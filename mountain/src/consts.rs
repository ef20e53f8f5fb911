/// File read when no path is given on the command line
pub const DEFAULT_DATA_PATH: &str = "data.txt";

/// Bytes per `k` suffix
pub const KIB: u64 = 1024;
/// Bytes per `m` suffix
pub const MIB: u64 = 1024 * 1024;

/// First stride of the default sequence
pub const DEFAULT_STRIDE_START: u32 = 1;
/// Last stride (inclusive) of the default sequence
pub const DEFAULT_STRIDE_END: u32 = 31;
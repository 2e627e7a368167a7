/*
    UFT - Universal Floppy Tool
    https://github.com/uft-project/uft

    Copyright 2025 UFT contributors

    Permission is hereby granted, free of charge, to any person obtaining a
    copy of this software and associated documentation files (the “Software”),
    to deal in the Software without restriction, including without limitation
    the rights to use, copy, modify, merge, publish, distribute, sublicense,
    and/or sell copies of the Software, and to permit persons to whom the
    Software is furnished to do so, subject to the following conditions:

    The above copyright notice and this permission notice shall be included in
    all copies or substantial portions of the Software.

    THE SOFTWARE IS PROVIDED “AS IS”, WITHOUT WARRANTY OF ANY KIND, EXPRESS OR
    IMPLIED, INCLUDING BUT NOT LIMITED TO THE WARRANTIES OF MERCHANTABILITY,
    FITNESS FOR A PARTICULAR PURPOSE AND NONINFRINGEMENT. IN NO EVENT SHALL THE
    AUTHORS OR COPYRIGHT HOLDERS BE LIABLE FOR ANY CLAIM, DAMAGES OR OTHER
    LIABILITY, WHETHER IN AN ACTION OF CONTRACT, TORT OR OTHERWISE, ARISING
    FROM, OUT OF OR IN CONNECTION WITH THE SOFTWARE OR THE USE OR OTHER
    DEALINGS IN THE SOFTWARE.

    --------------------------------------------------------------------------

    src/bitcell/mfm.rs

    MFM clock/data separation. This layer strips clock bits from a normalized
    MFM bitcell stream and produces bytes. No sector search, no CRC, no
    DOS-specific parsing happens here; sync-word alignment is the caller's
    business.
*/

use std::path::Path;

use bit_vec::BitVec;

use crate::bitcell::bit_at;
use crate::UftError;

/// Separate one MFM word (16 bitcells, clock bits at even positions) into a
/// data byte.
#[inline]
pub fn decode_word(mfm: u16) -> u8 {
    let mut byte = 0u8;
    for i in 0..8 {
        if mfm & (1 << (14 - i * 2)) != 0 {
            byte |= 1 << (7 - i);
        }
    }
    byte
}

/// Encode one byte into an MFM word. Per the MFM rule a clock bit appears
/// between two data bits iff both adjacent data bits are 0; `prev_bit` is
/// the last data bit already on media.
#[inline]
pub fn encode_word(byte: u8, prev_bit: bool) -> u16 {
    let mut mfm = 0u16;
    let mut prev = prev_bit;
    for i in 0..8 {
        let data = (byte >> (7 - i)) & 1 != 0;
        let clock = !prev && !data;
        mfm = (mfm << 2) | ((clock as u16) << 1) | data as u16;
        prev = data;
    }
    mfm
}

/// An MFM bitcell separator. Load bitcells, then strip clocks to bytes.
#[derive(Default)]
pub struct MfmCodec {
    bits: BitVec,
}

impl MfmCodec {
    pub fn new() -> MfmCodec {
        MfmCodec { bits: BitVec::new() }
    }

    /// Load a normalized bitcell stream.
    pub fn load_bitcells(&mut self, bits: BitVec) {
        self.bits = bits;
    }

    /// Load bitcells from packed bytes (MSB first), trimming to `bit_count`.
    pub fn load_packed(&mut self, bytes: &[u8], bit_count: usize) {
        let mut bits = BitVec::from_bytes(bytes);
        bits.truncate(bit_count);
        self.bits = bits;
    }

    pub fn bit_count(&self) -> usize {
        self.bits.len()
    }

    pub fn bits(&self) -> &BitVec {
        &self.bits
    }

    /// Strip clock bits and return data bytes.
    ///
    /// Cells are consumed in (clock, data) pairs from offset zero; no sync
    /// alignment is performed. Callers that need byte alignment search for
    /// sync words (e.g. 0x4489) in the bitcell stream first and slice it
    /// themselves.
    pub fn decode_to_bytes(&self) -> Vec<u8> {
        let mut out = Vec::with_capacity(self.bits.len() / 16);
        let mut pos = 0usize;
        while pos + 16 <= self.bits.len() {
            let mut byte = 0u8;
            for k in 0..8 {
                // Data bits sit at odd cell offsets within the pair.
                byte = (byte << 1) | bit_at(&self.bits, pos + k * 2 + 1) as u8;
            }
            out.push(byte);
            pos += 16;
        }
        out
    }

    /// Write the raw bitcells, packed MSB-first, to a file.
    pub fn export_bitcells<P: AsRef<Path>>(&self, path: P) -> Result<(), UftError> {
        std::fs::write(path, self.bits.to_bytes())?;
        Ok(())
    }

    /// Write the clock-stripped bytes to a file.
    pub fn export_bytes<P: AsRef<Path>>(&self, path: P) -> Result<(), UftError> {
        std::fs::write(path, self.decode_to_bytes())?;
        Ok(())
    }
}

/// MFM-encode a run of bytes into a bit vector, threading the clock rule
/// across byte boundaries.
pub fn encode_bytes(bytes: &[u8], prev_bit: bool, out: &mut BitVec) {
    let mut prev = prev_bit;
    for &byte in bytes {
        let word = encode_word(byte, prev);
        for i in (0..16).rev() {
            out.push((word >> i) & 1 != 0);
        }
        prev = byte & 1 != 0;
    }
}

■ **WORK INSTRUCTIONS**:
One inclusive range is required: first line of the data through the line containing "AUTHORS OR COPYRIGHT". Set it down exactly and output nothing else.

■ **ANSWER TO THE PROBLEM**:
filename mountain/src/consts.rs
repository ef20e53f8f5fb911
/// File read when no path is given on the command line
pub const DEFAULT_DATA_PATH: &str = "data.txt";

/// Bytes per `k` suffix
pub const KIB: u64 = 1024;
/// Bytes per `m` suffix
pub const MIB: u64 = 1024 * 1024;

/// First stride of the default sequence
pub const DEFAULT_STRIDE_START: u32 = 1;
/// Last stride (inclusive) of the default sequence
pub const DEFAULT_STRIDE_END: u32 = 31;
repository 2e627e7a368167a7
/*
    UFT - Universal Floppy Tool
    https://github.com/uft-project/uft

    Copyright 2025 UFT contributors

    Permission is hereby granted, free of charge, to any person obtaining a
    copy of this software and associated documentation files (the “Software”),
    to deal in the Software without restriction, including without limitation
    the rights to use, copy, modify, merge, publish, distribute, sublicense,
    and/or sell copies of the Software, and to permit persons to whom the
    Software is furnished to do so, subject to the following conditions:

    The above copyright notice and this permission notice shall be included in
    all copies or substantial portions of the Software.

    THE SOFTWARE IS PROVIDED “AS IS”, WITHOUT WARRANTY OF ANY KIND, EXPRESS OR
    IMPLIED, INCLUDING BUT NOT LIMITED TO THE WARRANTIES OF MERCHANTABILITY,
    FITNESS FOR A PARTICULAR PURPOSE AND NONINFRINGEMENT. IN NO EVENT SHALL THE
    AUTHORS OR COPYRIGHT HOLDERS BE LIABLE FOR ANY CLAIM, DAMAGES OR OTHER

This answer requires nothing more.